Dengan modal nilai tinggi, Heriawan pede anak perempuannya itu bisa lolos. Terlebih ada tetangga rumahnya yang berjarak kurang dari 200 meter dengan nilai yang lebih rendah berhasil masuk ke SMPN 35.
"Tapi ternyata tidak lolos anak saya. Anehnya tetangga saya itu hitungan jarak ke sekolah hanya 1,6 kilometer, sementara saya 3,1 kilometer. Padahal jarak tetangga ke rumah saya itu hanya 200-300 meter," ungkap dia
Mendapati hal itu Heriawan dibuat kecewa dan marah. Terlebih ia mencium kecurigaan anaknya tidak lolos karena ada kecurangan. "Saya didik anak baik-baik, ikut bimbel. Dia dari kelas satu sampai kelas enam selalu rangking. Bahkan nilai nem tertinggi di sekolahnya," tutur dia
Ia menilai jika sistem PPDB tidak segera dibenahi maka motivasi anak untuk berlomba-lomba meraih prestasi bisa kalah dengan mereka yang tinggal dekat sekolah. "Ya sudah, enggak usah lagi cape-cape bimbel. Toh sekarang anak males-malesan asal rumahnya deket bisa masuk sekolah (negeri)," ujar dia
Pria yang sehari-hari bekerja sebagai seorang wirausahawan ini hingga kini belum mendaftarkan anaknya ke SMP swasta. Ia masih berharap ada kejelasan dari Disdik mengenai apa yang terjadi saat ini.

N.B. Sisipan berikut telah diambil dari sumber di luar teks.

//! Tilt Equalizer
//!
//! Single-pole low/high split around a fixed 1 kHz pivot with a matched gain
//! pair: positive tilt leans the spectrum bright, negative leans it warm. Both
//! halves share one pole so the pivot stays phase-coherent. Applied to the mid
//! channel in the chain.

use crate::dsp::utils::{db_to_lin, one_pole_alpha};

const PIVOT_HZ: f32 = 1000.0;
const DEFAULT_SAMPLE_RATE: f32 = 44100.0;
// Tilt in dB/oct maps to a symmetric shelf pair; doubling the spread keeps the
// control audible across its small range.
const TILT_SPREAD: f32 = 2.0;

#[derive(Clone, Copy, Debug)]
pub struct TiltEq {
    alpha: f32,
    low: f32,
    low_gain: f32,
    high_gain: f32,
    tilt_db_per_oct: f32,
    sample_rate: f32,
}

impl Default for TiltEq {
    fn default() -> Self {
        Self::new(DEFAULT_SAMPLE_RATE)
    }
}

impl TiltEq {
    pub fn new(sample_rate: f32) -> Self {
        let mut eq = Self {
            alpha: 0.0,
            low: 0.0,
            low_gain: 1.0,
            high_gain: 1.0,
            tilt_db_per_oct: 0.0,
            sample_rate: if sample_rate > 0.0 {
                sample_rate
            } else {
                DEFAULT_SAMPLE_RATE
            },
        };
        eq.update_coefficients();
        eq
    }

    pub fn set_sample_rate(&mut self, sample_rate: f32) {
        if sample_rate > 0.0 {
            self.sample_rate = sample_rate;
            self.update_coefficients();
        }
    }

    /// Tilt in dB/octave, clamped to -6..+6.
    pub fn set_tilt_db_per_oct(&mut self, db_per_oct: f32) {
        self.tilt_db_per_oct = db_per_oct.clamp(-6.0, 6.0);
        self.update_coefficients();
    }

    fn update_coefficients(&mut self) {
        let half = 0.5 * (self.tilt_db_per_oct * TILT_SPREAD);
        self.low_gain = db_to_lin(-half);
        self.high_gain = db_to_lin(half);
        self.alpha = one_pole_alpha(PIVOT_HZ, self.sample_rate);
    }

    pub fn reset(&mut self) {
        self.low = 0.0;
    }

    #[inline]
    pub fn process_sample(&mut self, x: f32) -> f32 {
        self.low += self.alpha * (x - self.low);
        let low = self.low;
        let high = x - low;
        low * self.low_gain + high * self.high_gain
    }
}

#[cfg(test)]
mod tests {
    use super::*;

    #[test]
    fn zero_tilt_is_identity() {
        let mut eq = TiltEq::new(48000.0);
        eq.set_tilt_db_per_oct(0.0);
        for i in 0..64 {
            let x = ((i as f32) * 0.37).sin() * 0.5;
            let y = eq.process_sample(x);
            // low*1 + high*1 == low + (x - low) == x
            assert!((y - x).abs() < 1e-6);
        }
    }

    #[test]
    fn tilt_clamps_to_documented_range() {
        let mut eq = TiltEq::new(48000.0);
        eq.set_tilt_db_per_oct(20.0);
        // +6 dB/oct doubled and halved: high shelf at +6 dB
        assert!((eq.high_gain - db_to_lin(6.0)).abs() < 1e-4);
        assert!((eq.low_gain - db_to_lin(-6.0)).abs() < 1e-4);
    }

    #[test]
    fn positive_tilt_attenuates_dc() {
        let mut eq = TiltEq::new(48000.0);
        eq.set_tilt_db_per_oct(6.0);
        // Feed DC long enough for the pole to settle; the low shelf cut dominates.
        let mut y = 0.0;
        for _ in 0..48000 {
            y = eq.process_sample(1.0);
        }
        // Full tilt puts the low shelf at -6 dB; DC should settle near 0.5.
        assert!((y - 0.5).abs() < 0.05, "DC should settle near -6 dB, got {y}");
    }

    #[test]
    fn reset_clears_filter_state() {
        let mut eq = TiltEq::new(48000.0);
        eq.set_tilt_db_per_oct(-4.0);
        for _ in 0..100 {
            eq.process_sample(0.9);
        }
        eq.reset();
        assert_eq!(eq.low, 0.0);
    }
}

Tak jauh berbeda dengan yang dialami oleh Siti Zulaeha (49). Anak perempuannya yang mendaftar melalui sistem zonasi harus gigit jari karena ditolak di SMPN 35 dan SMPN 19 Kota Bandung.
"Ke SMPN 35 itu jaraknya 1,4 KM, kalau SMPN 19 cuma 731 meter. Anak saya skornya 225 tapi ditolak dua-duanya," kata warga Jalan Dipatiukur itu.
Ia mengatakan hingga saat ini anaknya masih dibuat kecewa dan terus bersedih. Namun karena harus bersekolah, sang anak kini rela masuk ke SMP swasta yang berada di Simpang Dago.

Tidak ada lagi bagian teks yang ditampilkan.